Bottlenose dolphins display the first evidence of animal grouping based on mutual interests.
Defining social groups that are formed during adolescence is not restricted to high-school students. Researchers have discovered recently that bottlenose dolphins associate with one another based on cultural practices, thus demonstrating the first definitive example of subculture in animals.
Animal tool use is related to intelligence, innovation and cultural behaviour. Scientists at Georgetown University, in the US, investigated for more than 20 years the behaviour of bottlenose dolphins in Shark Bay, Western Australia. They wanted to assess if the bottlenose dolphins that use marine sponges as hunting tools (spongers) are culturally distinct from other dolphins in the population.
“Dolphins are the ‘other’ big brained animal (next to humans) and generally do not use tools in the wild,” says biology professor Janet Mann, behavioural ecologist at Georgetown University. “This is the only well-documented case of tool-use in wild dolphins or whales, so understanding why is relevant to some of the big questions we ask about human and non-human animals, such as: how smart are they, how are they smart, and do animals have culture?”
‘Spongers’ obtain and wear basket sponges — filter feeding invertebrates — on their beaks while scouring the seafloor for prey. According to the researchers, female spongers associate more with each other than with non-sponge users. The results were surprising to the researchers, as Mann suggests that the sponge-wielding dolphins are solitary for most part of their lives. “At first it seemed like the spongers weren’t interested in a social life,” she says.

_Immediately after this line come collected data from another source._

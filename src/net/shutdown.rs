use std::time::Duration;

use tokio::sync::watch;

// -----------------------------------------------------------------------------
// ----- Shutdown --------------------------------------------------------------

pub fn channel() -> (ShutdownTrigger, Shutdown) {
    let (tx, rx) = watch::channel(false);
    (ShutdownTrigger { tx }, Shutdown { rx })
}

#[derive(Debug)]
pub struct ShutdownTrigger {
    tx: watch::Sender<bool>,
}

impl ShutdownTrigger {
    pub fn trigger(&self) {
        self.tx.send_replace(true);
    }
}

#[derive(Clone, Debug)]
pub struct Shutdown {
    rx: watch::Receiver<bool>,
}

impl Shutdown {
    /// Resolves once shutdown is triggered. A dropped trigger can never fire,
    /// so this then stays pending.
    pub async fn triggered(&mut self) {
        if self.rx.wait_for(|stop| *stop).await.is_err() {
            std::future::pending::<()>().await;
        }
    }

    /// Sleep for `delay`; returns true if shutdown fired first.
    pub async fn sleep(&mut self, delay: Duration) -> bool {
        tokio::select! {
            _ = self.triggered() => true,
            _ = tokio::time::sleep(delay) => false,
        }
    }
}

// -----------------------------------------------------------------------------
// ----- Tests -----------------------------------------------------------------


// -----------------------------------------------------------------------------
// -----------------------------------------------------------------------------
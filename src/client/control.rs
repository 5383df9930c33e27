use std::io;
use std::sync::Arc;

use tokio::io::{AsyncBufReadExt, BufReader};
use tracing::{info, warn};

use crate::net::{BytePump, Shutdown};
use crate::protocol::parse_signal_line;
use crate::tls::LinkConnector;

use super::tunnel;

// -----------------------------------------------------------------------------
// ----- RelaySettings ---------------------------------------------------------

#[derive(Clone, Debug)]
pub struct RelaySettings {
    pub link_addr: String,
    pub target_addr: String,
}

// -----------------------------------------------------------------------------
// ----- Control loop ----------------------------------------------------------

/// Hold the control channel and answer every signal with a dial-back.
///
/// Returns when the gateway closes the channel or on shutdown. Reconnecting is
/// left to whoever runs this.
pub async fn run<P: BytePump>(
    settings: RelaySettings,
    connector: LinkConnector,
    pump: Arc<P>,
    mut shutdown: Shutdown,
) -> io::Result<()> {
    let control = connector.connect(&settings.link_addr).await?;
    info!("control channel established: [{}]", settings.link_addr);

    let settings = Arc::new(settings);
    let mut lines = BufReader::new(control).lines();

    loop {
        let line = tokio::select! {
            biased;
            _ = shutdown.triggered() => return Ok(()),
            line = lines.next_line() => line?,
        };

        let Some(line) = line else {
            warn!("control channel closed by gateway");
            return Ok(());
        };

        let Some(token) = parse_signal_line(&line) else {
            warn!("ignoring unrecognised control line: {line:?}");
            continue;
        };

        let settings = settings.clone();
        let connector = connector.clone();
        let pump = pump.clone();

        tokio::spawn(async move {
            tunnel::relay(
                &settings.target_addr,
                &settings.link_addr,
                &connector,
                Some(token),
                pump.as_ref(),
            )
            .await;
        });
    }
}

// -----------------------------------------------------------------------------
// -----------------------------------------------------------------------------
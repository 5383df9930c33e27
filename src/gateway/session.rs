use std::net::SocketAddr;
use std::sync::Arc;
use std::time::Duration;

use tokio::net::TcpStream;
use tokio::sync::OwnedSemaphorePermit;
use tokio::time::timeout;
use tracing::{error, info};

use crate::errors::SignalError;
use crate::net::BytePump;
use crate::net::pump::{Closure, report};
use crate::protocol::SessionToken;

use super::link::LinkRegistry;
use super::signal::SignalSender;

// -----------------------------------------------------------------------------
// ----- SessionContext --------------------------------------------------------

/// What every session of one gateway shares.
#[derive(Debug)]
pub(crate) struct SessionContext<P> {
    pub(crate) links: LinkRegistry,
    pub(crate) signals: SignalSender,
    pub(crate) pump: P,
    pub(crate) pair_timeout: Duration,
}

// -----------------------------------------------------------------------------
// ----- GatewaySession --------------------------------------------------------

#[derive(Clone, Copy, Debug, PartialEq, Eq)]
pub enum SessionEnd {
    SignalFailed,
    Unpaired,
    Exchanged(Closure),
}

/// One brokered connection pair. Owns the target socket, later the link
/// socket, and its slot; all three go away when `run` returns.
#[derive(Debug)]
pub(crate) struct GatewaySession<P> {
    target: TcpStream,
    client: SocketAddr,
    _slot: OwnedSemaphorePermit,
    ctx: Arc<SessionContext<P>>,
}

impl<P: BytePump> GatewaySession<P> {
    pub(crate) fn new(
        target: TcpStream,
        client: SocketAddr,
        slot: OwnedSemaphorePermit,
        ctx: Arc<SessionContext<P>>,
    ) -> Self {
        Self {
            target,
            client,
            _slot: slot,
            ctx,
        }
    }

    pub(crate) async fn run(self) -> SessionEnd {
        let token = SessionToken::generate();
        let pending = self.ctx.links.register(token);

        let limit = self.ctx.pair_timeout;
        let signalled = match timeout(limit, self.ctx.signals.signal(token)).await {
            Ok(res) => res,
            Err(_) => Err(SignalError::Timeout(limit)),
        };

        if let Err(e) = signalled {
            error!("unable to send signal for [{}]: {e}", self.client);
            return SessionEnd::SignalFailed;
        }

        let link = match pending.wait(self.ctx.pair_timeout).await {
            Ok(link) => link,
            Err(e) => {
                error!("unable to pair dial-back for [{}]: {e}", self.client);
                return SessionEnd::Unpaired;
            }
        };

        let relay = link
            .get_ref()
            .0
            .peer_addr()
            .map(|a| a.to_string())
            .unwrap_or_else(|_| "?".into());
        info!("starting data exchange: [{}] <-> [{relay}]", self.client);

        let outcome = self.ctx.pump.exchange(link, self.target).await;

        SessionEnd::Exchanged(report(&outcome))
    }
}

// -----------------------------------------------------------------------------
// -----------------------------------------------------------------------------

Two main methods were used in conducting the research. First, the scientists identified the dolphins and gathered data about their customs (they collected more than 17,000 surveys). Second, they followed individuals for a few hours at a time and recorded the dolphins systematically. “We have a catalog with over 1,500 dolphins that we have identified and tracked in the eastern gulf of Shark Bay,” says Mann.
In other animal populations, individuals develop a behaviour because they are part of a group, as opposed to grouping because of a behaviour, explained the researchers in a paper published recently in the journal Nature Communications. Since sponging is a solitary behaviour, affiliation among spongers is not based on collective foraging, but on identifying other individuals as spongers. “These patterns are remarkable because spongers lead a relatively solitary lifestyle and have weaker ties with other dolphins than non-spongers do,” wrote the researchers.
“The study informs our understanding of the basis of culture and is part of a growing field on inclusive heritability, which includes genetic and non-genetic factors, such as culture, that are important in evolutionary processes,” explains Mann. “Long-term study becomes more and more valuable with long lived animals. We still have many questions.”